As I say, I wouldn't do it and waterskiing made me a bit but there is a bit too much sanctimoniousness on here sometimes.

As for the early bonding, nah. I put that in the nice to have but not essential category. Anyone who saw the Nicky Campbell documentary on adoption last week will know it's a lifetime of love that matters.

I'm really torn about this. I don't understand for a moment why you want to do this. But I really don't like the public flogging.

CountessDracula · 16/07/2007 15:17

I kind of understand where you are coming from

I had an awful time giving birth to dd and was totally exhausted and on my knees a few months later, I hadn?t recovered properly from 9 hour general anaesthetic and major blood transfusion, I was in a daze.

DH and I went to Grenada when dd was 4 months, leaving her at our house with my mother.
I was a totally different person when I returned.
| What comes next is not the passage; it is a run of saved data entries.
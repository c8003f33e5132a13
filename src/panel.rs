use tracing::{debug, trace, warn};

use crate::comparator::{SortDirection, SortKey};
use crate::domain::SortConfig;
use crate::dom::{Binding, Document, NodeId};
use crate::state::SortState;

const DIRECTION_ATTR: &str = "data-sort-direction";
const BASE_TEXT_ATTR: &str = "data-base-text";

// Id goes in before name so that name ends up first in the shared cell.
const INSERT_ORDER: [SortKey; 6] = [
    SortKey::Id,
    SortKey::Name,
    SortKey::Status,
    SortKey::AssigneeA,
    SortKey::AssigneeB,
    SortKey::Timestamp,
];

const ARROW_DOWN: &str = "iVBORw0KGgoAAAANSUhEUgAAAAsAAAALCAYAAACprHcmAAAAAXNSR0IArs4c6QAAAARnQU1BAACxjwv8YQUAAAAJcEhZcwAADsMAAA7DAcdvqGQAAABRSURBVChTY/z//z8DsYAJSlMfMHp5+RDtDpAzGCFMvOD/tm1bGMEKgaaDBUAEFgBSCPYb3FQcGuAKQQDFCWgaUBRiBSANQPwPykUBtIoUBgYAr4QcxTCXiOcAAAAASUVORK5CYII=";
const ARROW_UP: &str = "iVBORw0KGgoAAAANSUhEUgAAAAsAAAALCAYAAACprHcmAAAAAXNSR0IArs4c6QAAAARnQU1BAACxjwv8YQUAAAAJcEhZcwAADsMAAA7DAcdvqGQAAABESURBVChTY/z//z8DsYAJShMFsCr29vbFah2GYphCbBpQFKMrQOfDFeOyGlkcrBiXQhiAyTN6efngVYgM6BzO2AEDAwBazBjfk+e3QgAAAABJRU5ErkJggg==";

#[derive(Debug, Clone, Copy, PartialEq, Eq)]
pub struct ColumnControl {
    pub key: SortKey,
    pub node: NodeId,
}

#[derive(Debug, Default)]
pub struct ControlSet {
    controls: Vec<ColumnControl>,
}

impl ControlSet {
    pub fn find(&self, key: SortKey) -> Option<ColumnControl> {
        self.controls.iter().copied().find(|c| c.key == key)
    }

    pub fn iter(&self) -> impl Iterator<Item = &ColumnControl> {
        self.controls.iter()
    }

    pub fn len(&self) -> usize {
        self.controls.len()
    }

    pub fn is_empty(&self) -> bool {
        self.controls.is_empty()
    }
}

pub struct ControlPanel;

impl ControlPanel {
    /// Rewrites the header for a fresh population: per-user counts on the
    /// assignee columns and one sort control per key. Controls from an
    /// earlier build are replaced.
    pub fn build(
        doc: &mut Document,
        header_row: NodeId,
        state: SortState,
        yours: (usize, usize),
        config: &SortConfig,
    ) -> ControlSet {
        let cells = doc.children(header_row).to_vec();
        if cells.len() < 5 {
            warn!("Header row has {} cells, expected 5", cells.len());
        }

        if let Some(&cell) = cells.get(SortKey::AssigneeA.column()) {
            Self::set_count(doc, cell, yours.0);
        }
        if let Some(&cell) = cells.get(SortKey::AssigneeB.column()) {
            Self::set_count(doc, cell, yours.1);
        }

        for &cell in &cells {
            let stale: Vec<NodeId> = doc
                .children(cell)
                .iter()
                .copied()
                .filter(|&n| doc.has_class(n, &config.button_class))
                .collect();
            for node in stale {
                doc.remove(node);
            }
        }

        let mut controls = Vec::with_capacity(INSERT_ORDER.len());
        for key in INSERT_ORDER {
            let Some(&cell) = cells.get(key.column()) else {
                continue;
            };
            // Only the active key reflects the real direction. Any other
            // control starts at "reverse" so its first click sorts naturally.
            let direction = if key == state.key {
                state.direction
            } else {
                SortDirection::Reverse
            };
            let node = Self::create_button(doc, key, direction, config);
            doc.prepend_child(cell, node);
            controls.push(ColumnControl { key, node });
        }
        debug!(
            "Built {} sort controls, active {} ({})",
            controls.len(),
            state.key,
            state.direction.as_attr()
        );
        ControlSet { controls }
    }

    fn create_button(
        doc: &mut Document,
        key: SortKey,
        direction: SortDirection,
        config: &SortConfig,
    ) -> NodeId {
        let button = doc.create_element("input");
        doc.set_attribute(button, "type", "button");
        doc.set_attribute(button, "title", key.title());
        doc.add_class(button, &config.button_class);
        doc.set_attribute(button, DIRECTION_ATTR, direction.as_attr());
        doc.bind(button, Binding::SortControl(key));
        button
    }

    fn set_count(doc: &mut Document, cell: NodeId, count: usize) {
        let base = match doc.attribute(cell, BASE_TEXT_ATTR).map(str::to_string) {
            Some(base) => base,
            None => {
                let base = doc.text(cell).to_string();
                doc.set_attribute(cell, BASE_TEXT_ATTR, base.clone());
                base
            }
        };
        let text = if count > 0 {
            format!("{base} (Yours: {count})")
        } else {
            base
        };
        trace!("Header {cell:?} -> \"{text}\"");
        doc.set_text(cell, text);
    }
}

pub fn indicator(doc: &Document, control: NodeId) -> SortDirection {
    SortDirection::from_attr(doc.attribute(control, DIRECTION_ATTR))
}

/// Flips a control's indicator and returns the direction to sort in.
pub fn toggle(doc: &mut Document, control: NodeId) -> SortDirection {
    let next = indicator(doc, control).flip();
    doc.set_attribute(control, DIRECTION_ATTR, next.as_attr());
    next
}

/// Adds the control stylesheet to `<head>` unless it is already there.
pub fn install_style(doc: &mut Document, config: &SortConfig) -> bool {
    if doc.get_element_by_id(&config.style_id).is_some() {
        return false;
    }
    let class = &config.button_class;
    let style = doc.create_element("style");
    doc.set_attribute(style, "id", config.style_id.as_str());
    doc.set_text(
        style,
        format!(
            ".{class} {{ border-width: 0px; width: 11px; height: 11px; margin-right: 5px; cursor: pointer; outline: none; }}\
             .{class}[{DIRECTION_ATTR}=normal] {{ background: url(\"data:image/png;base64,{ARROW_DOWN}\") no-repeat; }}\
             .{class}[{DIRECTION_ATTR}=reverse] {{ background: url(\"data:image/png;base64,{ARROW_UP}\") no-repeat; }}"
        ),
    );
    let head = doc.head();
    doc.append_child(head, style);
    true
}

#[cfg(test)]
mod tests {
    use super::*;

    fn header(doc: &mut Document) -> NodeId {
        let tr = doc.create_element("tr");
        for title in ["Cell", "Status", "Player A", "Player B", "Time"] {
            let th = doc.create_element("th");
            doc.set_text(th, title);
            doc.append_child(tr, th);
        }
        doc.append_child(doc.body(), tr);
        tr
    }

    fn cell(doc: &Document, tr: NodeId, idx: usize) -> NodeId {
        doc.children(tr)[idx]
    }

    #[test]
    fn counts_only_when_positive() {
        let mut doc = Document::new();
        let tr = header(&mut doc);
        let cfg = SortConfig::default();
        ControlPanel::build(&mut doc, tr, SortState::default(), (2, 0), &cfg);
        assert_eq!(doc.text(cell(&doc, tr, 2)), "Player A (Yours: 2)");
        assert_eq!(doc.text(cell(&doc, tr, 3)), "Player B");
    }

    #[test]
    fn rebuild_does_not_accumulate() {
        let mut doc = Document::new();
        let tr = header(&mut doc);
        let cfg = SortConfig::default();
        ControlPanel::build(&mut doc, tr, SortState::default(), (2, 1), &cfg);
        let set = ControlPanel::build(&mut doc, tr, SortState::default(), (3, 1), &cfg);
        assert_eq!(doc.text(cell(&doc, tr, 2)), "Player A (Yours: 3)");
        assert_eq!(doc.text(cell(&doc, tr, 3)), "Player B (Yours: 1)");
        assert_eq!(set.len(), 6);
        let buttons = doc
            .descendants(tr)
            .into_iter()
            .filter(|&n| doc.has_class(n, &cfg.button_class))
            .count();
        assert_eq!(buttons, 6);
    }

    #[test]
    fn name_precedes_id_in_first_cell() {
        let mut doc = Document::new();
        let tr = header(&mut doc);
        let set = ControlPanel::build(&mut doc, tr, SortState::default(), (0, 0), &SortConfig::default());
        let first = doc.children(cell(&doc, tr, 0)).to_vec();
        assert_eq!(first, vec![set.find(SortKey::Name).unwrap().node, set.find(SortKey::Id).unwrap().node]);
    }

    #[test]
    fn indicators_follow_active_state() {
        let mut doc = Document::new();
        let tr = header(&mut doc);
        let state = SortState {
            key: SortKey::Status,
            direction: SortDirection::Normal,
        };
        let set = ControlPanel::build(&mut doc, tr, state, (0, 0), &SortConfig::default());
        for control in set.iter() {
            let expected = if control.key == SortKey::Status {
                SortDirection::Normal
            } else {
                SortDirection::Reverse
            };
            assert_eq!(indicator(&doc, control.node), expected, "{}", control.key);
        }
    }

    #[test]
    fn toggle_flips_indicator() {
        let mut doc = Document::new();
        let tr = header(&mut doc);
        let set = ControlPanel::build(&mut doc, tr, SortState::default(), (0, 0), &SortConfig::default());
        let id = set.find(SortKey::Id).unwrap().node;
        assert_eq!(toggle(&mut doc, id), SortDirection::Normal);
        assert_eq!(toggle(&mut doc, id), SortDirection::Reverse);
        let name = set.find(SortKey::Name).unwrap().node;
        assert_eq!(toggle(&mut doc, name), SortDirection::Reverse);
    }

    #[test]
    fn style_installed_once() {
        let mut doc = Document::new();
        let cfg = SortConfig::default();
        assert!(install_style(&mut doc, &cfg));
        assert!(!install_style(&mut doc, &cfg));
        assert_eq!(doc.children(doc.head()).len(), 1);
    }
}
I could enjoy dd and felt human again.

I did spend about £500 on phone bills to uk and I cried all the way there (but made a mysterious recovery when I stepped off the plane)

Not sure I could leave a baby in SCBU personally, but then I bet most people wouldn?t have left a 4 month old either, so each to their own really

CountessDracula · 16/07/2007 15:18

(i didn't go waterskiing )

Kewcumber · 16/07/2007 15:20

wisteria - I'd be amazed if a 27 week premmie is taking anything by mouth (though of course I would stand corrected if he was)

Severus - I didn't think you were having a pop - just wanted to be clear that I wasn't actually expressing a view about the situation Mozhe finds herself in.

65% of adoptive parents suffer from PAD to some extent (and they're the ones who admit to it) - many reasons too complicated to go into on this thread. Obviously not hormonal though but situational.

Ellbell · 16/07/2007 15:23

LOL @ CD feeling the need to add that she didn't go waterskiing

Sorry my post was so long. I kept getting interrupted and lost the plot somewhat. (So what's new?)